GIVEN RECORDS START
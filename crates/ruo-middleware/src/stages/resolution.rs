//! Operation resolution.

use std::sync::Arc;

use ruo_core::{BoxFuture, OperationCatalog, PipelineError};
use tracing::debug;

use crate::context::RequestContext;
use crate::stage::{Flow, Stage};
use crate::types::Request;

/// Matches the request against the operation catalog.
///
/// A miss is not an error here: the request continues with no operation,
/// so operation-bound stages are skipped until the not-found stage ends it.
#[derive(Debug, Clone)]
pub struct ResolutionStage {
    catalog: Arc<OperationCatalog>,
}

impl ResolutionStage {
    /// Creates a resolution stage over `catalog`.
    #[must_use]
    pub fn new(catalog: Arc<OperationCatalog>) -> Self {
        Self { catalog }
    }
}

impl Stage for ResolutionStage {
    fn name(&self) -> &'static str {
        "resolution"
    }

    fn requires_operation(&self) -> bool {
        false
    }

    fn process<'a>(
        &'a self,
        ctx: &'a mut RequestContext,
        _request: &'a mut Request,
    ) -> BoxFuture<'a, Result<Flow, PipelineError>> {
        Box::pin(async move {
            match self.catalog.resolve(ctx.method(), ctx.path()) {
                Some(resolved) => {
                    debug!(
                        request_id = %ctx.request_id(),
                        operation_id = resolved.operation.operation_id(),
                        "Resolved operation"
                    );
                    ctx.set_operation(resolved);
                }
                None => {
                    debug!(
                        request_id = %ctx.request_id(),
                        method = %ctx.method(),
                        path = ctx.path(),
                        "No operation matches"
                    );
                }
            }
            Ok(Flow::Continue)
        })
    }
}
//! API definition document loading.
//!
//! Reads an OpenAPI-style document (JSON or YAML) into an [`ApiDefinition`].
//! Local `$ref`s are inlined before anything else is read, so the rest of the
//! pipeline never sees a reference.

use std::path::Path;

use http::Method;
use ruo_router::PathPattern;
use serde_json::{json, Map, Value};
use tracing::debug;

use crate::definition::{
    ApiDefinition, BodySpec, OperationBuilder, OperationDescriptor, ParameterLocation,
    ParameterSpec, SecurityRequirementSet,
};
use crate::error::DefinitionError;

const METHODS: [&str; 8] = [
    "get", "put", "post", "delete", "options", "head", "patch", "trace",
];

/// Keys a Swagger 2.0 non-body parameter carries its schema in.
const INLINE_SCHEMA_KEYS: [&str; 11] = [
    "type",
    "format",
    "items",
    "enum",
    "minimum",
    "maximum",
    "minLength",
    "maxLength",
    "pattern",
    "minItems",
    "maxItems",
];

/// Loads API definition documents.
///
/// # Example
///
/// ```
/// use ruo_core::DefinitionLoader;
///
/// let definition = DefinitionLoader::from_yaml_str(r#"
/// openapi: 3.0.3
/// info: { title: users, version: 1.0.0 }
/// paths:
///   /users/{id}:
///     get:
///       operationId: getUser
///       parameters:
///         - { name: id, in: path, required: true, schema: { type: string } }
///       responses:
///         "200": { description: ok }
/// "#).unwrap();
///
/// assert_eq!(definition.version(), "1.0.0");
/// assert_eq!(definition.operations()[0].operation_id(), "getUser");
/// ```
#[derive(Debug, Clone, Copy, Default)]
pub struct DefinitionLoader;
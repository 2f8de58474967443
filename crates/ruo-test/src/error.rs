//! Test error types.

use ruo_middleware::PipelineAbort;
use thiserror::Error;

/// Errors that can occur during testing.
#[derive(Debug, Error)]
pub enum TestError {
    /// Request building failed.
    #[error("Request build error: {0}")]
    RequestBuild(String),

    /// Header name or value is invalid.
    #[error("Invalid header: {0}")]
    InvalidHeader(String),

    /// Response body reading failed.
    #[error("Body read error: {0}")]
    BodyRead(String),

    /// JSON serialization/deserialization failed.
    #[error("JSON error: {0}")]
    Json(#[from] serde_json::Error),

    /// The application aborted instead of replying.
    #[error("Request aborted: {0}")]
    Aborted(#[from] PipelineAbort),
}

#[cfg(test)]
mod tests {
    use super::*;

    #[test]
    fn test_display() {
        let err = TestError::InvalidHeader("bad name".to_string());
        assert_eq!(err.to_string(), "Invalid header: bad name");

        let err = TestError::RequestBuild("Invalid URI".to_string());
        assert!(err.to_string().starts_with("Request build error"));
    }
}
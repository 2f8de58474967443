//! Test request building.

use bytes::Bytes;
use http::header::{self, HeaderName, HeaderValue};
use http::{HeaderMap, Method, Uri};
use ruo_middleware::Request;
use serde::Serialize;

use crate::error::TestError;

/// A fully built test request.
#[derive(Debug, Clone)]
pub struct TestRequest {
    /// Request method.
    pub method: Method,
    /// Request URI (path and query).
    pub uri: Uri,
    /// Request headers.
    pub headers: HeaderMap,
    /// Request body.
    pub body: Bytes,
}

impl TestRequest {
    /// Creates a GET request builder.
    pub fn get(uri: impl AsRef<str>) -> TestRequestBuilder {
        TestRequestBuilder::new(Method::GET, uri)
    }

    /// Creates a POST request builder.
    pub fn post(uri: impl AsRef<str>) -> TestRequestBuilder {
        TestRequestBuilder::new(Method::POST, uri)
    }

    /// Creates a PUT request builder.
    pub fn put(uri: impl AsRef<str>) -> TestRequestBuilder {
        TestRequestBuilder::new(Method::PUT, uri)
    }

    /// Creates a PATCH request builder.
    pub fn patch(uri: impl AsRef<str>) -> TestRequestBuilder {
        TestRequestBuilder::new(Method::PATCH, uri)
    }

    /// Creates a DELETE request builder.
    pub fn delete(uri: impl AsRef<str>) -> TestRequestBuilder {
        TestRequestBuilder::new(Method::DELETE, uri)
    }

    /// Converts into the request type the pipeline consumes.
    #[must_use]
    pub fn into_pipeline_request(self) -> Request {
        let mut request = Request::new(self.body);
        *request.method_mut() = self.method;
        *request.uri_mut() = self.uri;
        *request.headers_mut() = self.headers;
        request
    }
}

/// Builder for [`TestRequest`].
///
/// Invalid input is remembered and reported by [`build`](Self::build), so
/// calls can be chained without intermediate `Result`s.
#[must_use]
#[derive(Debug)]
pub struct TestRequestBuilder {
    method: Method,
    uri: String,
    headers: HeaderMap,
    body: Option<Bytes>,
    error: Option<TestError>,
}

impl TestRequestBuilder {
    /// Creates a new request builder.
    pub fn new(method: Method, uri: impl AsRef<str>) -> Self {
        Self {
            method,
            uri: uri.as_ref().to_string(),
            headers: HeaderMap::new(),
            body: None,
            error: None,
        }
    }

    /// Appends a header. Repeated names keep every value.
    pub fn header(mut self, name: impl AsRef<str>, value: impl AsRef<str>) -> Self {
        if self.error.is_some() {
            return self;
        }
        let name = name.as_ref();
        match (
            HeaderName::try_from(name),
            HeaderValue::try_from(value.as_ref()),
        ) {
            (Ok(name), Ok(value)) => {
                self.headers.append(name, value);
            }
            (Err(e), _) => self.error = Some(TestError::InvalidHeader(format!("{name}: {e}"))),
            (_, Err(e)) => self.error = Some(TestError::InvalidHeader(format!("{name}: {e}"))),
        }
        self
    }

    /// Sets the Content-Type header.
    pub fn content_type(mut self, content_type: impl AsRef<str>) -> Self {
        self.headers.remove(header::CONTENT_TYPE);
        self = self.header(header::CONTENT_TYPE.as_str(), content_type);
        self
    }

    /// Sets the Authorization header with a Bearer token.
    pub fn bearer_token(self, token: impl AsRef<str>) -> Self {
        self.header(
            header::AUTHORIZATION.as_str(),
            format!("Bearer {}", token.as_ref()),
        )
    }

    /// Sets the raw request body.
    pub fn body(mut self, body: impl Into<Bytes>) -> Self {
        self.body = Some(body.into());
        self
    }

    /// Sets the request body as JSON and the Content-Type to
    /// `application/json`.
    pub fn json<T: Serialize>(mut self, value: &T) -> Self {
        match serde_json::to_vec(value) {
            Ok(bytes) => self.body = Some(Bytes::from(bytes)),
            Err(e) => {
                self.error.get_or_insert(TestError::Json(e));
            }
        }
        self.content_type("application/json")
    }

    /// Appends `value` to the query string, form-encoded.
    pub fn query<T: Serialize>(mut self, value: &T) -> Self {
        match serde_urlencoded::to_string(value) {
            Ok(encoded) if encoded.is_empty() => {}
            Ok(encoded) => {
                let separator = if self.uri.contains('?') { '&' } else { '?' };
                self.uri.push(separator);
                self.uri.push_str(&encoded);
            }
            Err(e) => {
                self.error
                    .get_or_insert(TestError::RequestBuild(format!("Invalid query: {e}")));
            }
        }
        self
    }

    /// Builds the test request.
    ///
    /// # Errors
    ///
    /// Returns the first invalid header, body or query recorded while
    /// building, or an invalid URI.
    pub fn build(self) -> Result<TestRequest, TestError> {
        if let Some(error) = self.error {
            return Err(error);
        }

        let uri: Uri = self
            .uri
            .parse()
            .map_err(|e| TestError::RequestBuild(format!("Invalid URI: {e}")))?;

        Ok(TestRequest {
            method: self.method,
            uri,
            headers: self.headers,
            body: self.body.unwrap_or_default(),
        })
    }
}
GIVEN RECORDS END
— WHAT YOU SHOULD DO —
Every line containing the word "PipelineError" must be copied from the material above.

— EXERCISE RESULT —
use ruo_core::{BoxFuture, OperationCatalog, PipelineError};
    ) -> BoxFuture<'a, Result<Flow, PipelineError>> {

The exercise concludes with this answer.